#### Available data
====

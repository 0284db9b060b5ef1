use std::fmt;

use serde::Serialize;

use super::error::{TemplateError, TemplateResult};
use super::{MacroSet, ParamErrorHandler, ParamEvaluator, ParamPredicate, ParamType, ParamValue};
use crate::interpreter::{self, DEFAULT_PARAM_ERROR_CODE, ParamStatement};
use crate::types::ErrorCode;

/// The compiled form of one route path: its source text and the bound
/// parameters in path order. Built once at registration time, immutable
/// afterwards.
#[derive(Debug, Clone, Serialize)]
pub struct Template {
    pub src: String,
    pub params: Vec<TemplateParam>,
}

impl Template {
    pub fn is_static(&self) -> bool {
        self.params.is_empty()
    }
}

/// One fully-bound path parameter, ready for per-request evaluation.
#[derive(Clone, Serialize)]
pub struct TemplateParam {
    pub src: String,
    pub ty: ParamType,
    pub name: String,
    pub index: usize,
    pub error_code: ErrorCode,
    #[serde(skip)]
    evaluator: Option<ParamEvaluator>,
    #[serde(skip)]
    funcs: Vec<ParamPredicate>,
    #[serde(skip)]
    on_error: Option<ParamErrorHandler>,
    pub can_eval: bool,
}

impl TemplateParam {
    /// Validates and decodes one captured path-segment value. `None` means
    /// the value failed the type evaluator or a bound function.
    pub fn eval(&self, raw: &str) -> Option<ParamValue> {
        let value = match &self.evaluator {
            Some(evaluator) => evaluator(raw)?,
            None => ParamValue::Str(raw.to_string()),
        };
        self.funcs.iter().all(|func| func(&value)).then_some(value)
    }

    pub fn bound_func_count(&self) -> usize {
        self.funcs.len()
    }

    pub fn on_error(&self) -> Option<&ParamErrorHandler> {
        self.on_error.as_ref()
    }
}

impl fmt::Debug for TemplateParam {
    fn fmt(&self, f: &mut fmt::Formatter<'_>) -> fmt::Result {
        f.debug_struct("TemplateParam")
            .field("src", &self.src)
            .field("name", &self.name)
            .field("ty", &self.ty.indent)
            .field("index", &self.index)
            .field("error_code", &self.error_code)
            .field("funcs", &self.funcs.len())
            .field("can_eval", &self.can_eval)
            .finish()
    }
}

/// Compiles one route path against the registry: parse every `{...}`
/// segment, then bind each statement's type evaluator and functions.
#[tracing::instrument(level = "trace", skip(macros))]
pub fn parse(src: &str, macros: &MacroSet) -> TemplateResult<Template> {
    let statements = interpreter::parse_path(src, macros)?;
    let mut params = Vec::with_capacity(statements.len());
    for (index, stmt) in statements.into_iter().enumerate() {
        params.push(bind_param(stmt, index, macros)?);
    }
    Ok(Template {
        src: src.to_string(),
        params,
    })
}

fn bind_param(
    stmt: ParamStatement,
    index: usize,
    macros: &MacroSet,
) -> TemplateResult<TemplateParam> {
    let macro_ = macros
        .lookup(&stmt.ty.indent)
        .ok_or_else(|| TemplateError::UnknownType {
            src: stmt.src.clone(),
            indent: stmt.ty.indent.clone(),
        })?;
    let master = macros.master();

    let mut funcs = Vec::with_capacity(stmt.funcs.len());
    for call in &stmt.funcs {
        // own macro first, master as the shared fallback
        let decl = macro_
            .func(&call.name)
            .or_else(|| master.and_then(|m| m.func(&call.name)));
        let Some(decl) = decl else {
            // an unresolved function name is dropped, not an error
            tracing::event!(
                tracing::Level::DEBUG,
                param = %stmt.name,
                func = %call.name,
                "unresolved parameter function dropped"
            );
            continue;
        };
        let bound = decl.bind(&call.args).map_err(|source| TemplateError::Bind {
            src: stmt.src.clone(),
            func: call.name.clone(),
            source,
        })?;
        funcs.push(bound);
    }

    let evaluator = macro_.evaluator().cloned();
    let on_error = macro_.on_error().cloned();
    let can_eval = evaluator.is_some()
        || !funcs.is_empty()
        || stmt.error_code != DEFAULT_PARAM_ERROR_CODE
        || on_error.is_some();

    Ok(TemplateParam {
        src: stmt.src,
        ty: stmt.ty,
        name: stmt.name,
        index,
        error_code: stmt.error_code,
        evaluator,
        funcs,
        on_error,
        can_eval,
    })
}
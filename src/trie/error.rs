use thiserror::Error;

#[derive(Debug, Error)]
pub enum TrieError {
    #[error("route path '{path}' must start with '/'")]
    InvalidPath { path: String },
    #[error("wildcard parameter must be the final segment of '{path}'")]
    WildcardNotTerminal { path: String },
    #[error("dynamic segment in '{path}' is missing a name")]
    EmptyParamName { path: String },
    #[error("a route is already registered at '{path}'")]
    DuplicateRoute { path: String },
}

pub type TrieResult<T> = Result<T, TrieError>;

====

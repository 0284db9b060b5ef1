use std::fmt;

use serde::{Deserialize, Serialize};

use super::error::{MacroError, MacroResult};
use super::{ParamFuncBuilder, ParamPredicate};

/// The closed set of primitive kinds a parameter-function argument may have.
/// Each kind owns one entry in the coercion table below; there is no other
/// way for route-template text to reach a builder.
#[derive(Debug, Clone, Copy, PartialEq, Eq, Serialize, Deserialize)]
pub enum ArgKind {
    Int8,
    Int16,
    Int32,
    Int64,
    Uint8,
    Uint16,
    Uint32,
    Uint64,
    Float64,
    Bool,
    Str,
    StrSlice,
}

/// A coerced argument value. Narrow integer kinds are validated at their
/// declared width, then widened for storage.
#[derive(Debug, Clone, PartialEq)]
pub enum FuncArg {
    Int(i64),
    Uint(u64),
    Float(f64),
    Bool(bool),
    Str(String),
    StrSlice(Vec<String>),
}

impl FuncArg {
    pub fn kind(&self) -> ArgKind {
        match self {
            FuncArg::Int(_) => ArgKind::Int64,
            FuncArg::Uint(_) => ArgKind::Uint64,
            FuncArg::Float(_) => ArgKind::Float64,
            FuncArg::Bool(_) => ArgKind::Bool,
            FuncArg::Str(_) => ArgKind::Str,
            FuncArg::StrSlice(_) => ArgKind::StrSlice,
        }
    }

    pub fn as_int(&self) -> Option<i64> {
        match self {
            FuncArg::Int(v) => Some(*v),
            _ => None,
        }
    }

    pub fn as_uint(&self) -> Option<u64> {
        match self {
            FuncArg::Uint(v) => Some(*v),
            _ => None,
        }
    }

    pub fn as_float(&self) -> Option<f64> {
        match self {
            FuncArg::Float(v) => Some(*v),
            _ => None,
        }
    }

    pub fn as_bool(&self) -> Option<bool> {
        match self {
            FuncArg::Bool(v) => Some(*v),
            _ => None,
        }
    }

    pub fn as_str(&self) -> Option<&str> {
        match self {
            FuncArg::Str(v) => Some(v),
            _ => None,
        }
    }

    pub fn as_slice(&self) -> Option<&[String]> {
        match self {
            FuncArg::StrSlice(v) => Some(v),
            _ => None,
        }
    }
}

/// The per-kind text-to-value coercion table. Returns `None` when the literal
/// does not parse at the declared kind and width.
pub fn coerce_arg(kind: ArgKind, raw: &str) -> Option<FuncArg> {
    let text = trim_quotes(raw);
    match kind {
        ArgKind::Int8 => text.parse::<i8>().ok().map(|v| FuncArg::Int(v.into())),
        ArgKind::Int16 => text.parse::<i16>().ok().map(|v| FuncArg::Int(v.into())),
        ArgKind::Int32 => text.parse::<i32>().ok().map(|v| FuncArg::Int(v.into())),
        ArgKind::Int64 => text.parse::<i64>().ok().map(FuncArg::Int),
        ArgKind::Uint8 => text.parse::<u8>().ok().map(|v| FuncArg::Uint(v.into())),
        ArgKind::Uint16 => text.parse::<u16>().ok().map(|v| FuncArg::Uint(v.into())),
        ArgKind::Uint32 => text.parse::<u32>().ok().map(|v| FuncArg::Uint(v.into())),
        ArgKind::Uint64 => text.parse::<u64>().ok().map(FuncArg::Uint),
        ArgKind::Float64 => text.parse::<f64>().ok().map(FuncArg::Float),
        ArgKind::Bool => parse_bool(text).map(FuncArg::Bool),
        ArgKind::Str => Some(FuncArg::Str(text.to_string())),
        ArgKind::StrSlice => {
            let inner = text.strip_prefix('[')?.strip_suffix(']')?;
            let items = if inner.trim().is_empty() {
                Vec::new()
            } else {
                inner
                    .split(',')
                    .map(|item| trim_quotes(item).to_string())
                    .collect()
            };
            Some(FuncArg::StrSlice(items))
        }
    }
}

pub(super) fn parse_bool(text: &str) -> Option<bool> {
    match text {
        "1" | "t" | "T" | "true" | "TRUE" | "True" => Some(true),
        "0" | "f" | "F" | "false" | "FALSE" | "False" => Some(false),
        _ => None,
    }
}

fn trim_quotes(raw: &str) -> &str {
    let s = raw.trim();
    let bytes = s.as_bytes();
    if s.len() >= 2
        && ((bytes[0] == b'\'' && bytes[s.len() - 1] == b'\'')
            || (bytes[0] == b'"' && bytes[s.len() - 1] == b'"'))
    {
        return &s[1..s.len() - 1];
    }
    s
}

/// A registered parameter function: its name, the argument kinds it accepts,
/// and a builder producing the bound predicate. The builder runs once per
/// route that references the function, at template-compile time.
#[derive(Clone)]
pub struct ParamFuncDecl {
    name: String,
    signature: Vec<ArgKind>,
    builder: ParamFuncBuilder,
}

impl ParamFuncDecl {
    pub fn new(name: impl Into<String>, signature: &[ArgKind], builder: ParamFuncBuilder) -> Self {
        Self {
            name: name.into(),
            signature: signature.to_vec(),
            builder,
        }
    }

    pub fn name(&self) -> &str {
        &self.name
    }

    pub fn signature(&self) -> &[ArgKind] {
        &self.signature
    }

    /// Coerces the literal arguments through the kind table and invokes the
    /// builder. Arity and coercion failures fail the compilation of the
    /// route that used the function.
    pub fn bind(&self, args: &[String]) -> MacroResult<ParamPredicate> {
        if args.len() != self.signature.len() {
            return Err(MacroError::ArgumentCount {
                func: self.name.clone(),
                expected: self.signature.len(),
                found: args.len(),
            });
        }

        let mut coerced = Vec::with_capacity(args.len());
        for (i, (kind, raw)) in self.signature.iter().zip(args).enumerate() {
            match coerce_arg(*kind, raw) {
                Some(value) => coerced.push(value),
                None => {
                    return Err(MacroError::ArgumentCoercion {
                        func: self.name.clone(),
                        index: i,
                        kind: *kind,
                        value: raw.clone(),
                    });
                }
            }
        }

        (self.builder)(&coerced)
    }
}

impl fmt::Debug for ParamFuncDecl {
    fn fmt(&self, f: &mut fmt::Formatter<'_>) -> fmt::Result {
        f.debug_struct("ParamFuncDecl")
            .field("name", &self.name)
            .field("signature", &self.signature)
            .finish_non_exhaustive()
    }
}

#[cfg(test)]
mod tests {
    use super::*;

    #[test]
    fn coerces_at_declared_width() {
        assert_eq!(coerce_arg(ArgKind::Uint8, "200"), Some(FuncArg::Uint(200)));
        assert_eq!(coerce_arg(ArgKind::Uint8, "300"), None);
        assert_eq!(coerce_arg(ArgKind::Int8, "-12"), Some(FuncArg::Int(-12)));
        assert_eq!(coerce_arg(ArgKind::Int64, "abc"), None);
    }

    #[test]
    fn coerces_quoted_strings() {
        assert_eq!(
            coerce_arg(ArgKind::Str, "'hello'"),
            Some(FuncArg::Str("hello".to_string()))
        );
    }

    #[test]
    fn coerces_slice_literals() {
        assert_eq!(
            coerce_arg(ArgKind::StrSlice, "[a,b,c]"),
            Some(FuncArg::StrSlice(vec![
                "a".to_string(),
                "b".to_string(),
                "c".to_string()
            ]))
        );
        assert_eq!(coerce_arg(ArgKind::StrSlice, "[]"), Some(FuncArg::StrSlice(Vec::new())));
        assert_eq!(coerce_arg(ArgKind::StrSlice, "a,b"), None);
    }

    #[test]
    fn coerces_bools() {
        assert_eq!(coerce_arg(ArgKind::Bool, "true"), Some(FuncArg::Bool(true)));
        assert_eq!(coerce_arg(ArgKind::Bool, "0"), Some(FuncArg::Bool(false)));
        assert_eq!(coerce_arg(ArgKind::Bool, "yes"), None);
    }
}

====

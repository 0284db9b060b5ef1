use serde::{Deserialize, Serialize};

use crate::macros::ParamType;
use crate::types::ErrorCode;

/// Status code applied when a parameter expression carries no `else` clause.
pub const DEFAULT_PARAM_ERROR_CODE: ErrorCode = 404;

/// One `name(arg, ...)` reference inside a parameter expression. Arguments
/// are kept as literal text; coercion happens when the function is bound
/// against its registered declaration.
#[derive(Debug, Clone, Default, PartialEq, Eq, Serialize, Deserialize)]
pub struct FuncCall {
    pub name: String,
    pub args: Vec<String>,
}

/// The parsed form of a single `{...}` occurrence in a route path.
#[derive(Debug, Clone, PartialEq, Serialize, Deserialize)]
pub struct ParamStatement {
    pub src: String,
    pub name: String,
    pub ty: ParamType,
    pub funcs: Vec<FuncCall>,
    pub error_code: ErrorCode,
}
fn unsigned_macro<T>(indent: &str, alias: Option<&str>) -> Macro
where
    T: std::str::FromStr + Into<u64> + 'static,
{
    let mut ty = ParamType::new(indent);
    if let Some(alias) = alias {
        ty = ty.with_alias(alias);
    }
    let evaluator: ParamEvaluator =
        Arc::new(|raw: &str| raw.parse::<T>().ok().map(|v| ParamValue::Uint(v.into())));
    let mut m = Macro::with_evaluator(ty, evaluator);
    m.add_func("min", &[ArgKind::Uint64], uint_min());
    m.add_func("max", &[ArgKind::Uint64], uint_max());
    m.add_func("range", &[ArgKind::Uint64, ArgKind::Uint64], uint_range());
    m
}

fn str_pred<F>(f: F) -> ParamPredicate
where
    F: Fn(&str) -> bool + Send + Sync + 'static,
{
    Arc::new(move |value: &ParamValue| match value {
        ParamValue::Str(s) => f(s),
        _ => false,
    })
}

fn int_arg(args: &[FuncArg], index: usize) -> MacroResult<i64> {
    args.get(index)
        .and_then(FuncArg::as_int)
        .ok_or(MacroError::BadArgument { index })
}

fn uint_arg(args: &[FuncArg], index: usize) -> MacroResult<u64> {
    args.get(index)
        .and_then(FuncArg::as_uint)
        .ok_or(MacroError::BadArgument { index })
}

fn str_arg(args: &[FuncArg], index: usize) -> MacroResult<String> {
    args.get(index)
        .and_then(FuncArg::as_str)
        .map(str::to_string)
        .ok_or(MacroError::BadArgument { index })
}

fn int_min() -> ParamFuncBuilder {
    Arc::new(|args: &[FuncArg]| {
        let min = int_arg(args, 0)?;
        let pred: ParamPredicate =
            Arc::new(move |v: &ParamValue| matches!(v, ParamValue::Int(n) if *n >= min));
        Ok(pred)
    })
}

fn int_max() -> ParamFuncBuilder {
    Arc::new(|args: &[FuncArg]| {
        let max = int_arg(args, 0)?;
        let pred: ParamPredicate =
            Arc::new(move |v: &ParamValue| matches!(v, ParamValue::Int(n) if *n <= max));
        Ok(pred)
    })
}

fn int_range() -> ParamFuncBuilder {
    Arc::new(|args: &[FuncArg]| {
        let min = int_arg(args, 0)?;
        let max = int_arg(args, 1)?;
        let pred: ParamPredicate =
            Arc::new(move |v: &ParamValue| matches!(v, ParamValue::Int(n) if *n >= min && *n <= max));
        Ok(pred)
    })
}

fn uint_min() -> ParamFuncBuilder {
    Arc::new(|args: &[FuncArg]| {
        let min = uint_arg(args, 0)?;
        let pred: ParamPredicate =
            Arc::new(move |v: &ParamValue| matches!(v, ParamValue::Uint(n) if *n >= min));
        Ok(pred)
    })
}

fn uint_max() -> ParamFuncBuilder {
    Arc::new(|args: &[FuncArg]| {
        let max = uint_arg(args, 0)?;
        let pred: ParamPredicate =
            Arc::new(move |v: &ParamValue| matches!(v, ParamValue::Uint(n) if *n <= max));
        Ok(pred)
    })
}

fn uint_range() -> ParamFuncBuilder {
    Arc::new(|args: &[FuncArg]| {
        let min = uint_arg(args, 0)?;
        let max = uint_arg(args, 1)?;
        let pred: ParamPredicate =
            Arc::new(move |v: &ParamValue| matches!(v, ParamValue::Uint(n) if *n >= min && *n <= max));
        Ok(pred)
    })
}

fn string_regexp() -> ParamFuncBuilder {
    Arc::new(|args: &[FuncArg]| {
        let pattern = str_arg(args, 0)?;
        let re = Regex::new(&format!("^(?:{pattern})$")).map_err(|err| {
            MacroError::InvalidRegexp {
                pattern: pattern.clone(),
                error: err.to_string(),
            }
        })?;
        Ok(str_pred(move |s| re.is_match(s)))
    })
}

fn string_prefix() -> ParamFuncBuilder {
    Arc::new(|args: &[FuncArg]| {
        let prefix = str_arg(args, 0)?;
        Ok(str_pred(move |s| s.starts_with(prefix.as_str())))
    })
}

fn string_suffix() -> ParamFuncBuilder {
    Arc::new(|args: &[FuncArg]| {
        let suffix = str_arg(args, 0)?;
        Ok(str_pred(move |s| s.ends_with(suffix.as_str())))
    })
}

====

#### Task statement
Select every line in the material above where the string "matches" occurs, and copy it.

#### Output below
            Arc::new(move |v: &ParamValue| matches!(v, ParamValue::Int(n) if *n >= min));
            Arc::new(move |v: &ParamValue| matches!(v, ParamValue::Int(n) if *n <= max));
            Arc::new(move |v: &ParamValue| matches!(v, ParamValue::Int(n) if *n >= min && *n <= max));
            Arc::new(move |v: &ParamValue| matches!(v, ParamValue::Uint(n) if *n >= min));
            Arc::new(move |v: &ParamValue| matches!(v, ParamValue::Uint(n) if *n <= max));
            Arc::new(move |v: &ParamValue| matches!(v, ParamValue::Uint(n) if *n >= min && *n <= max));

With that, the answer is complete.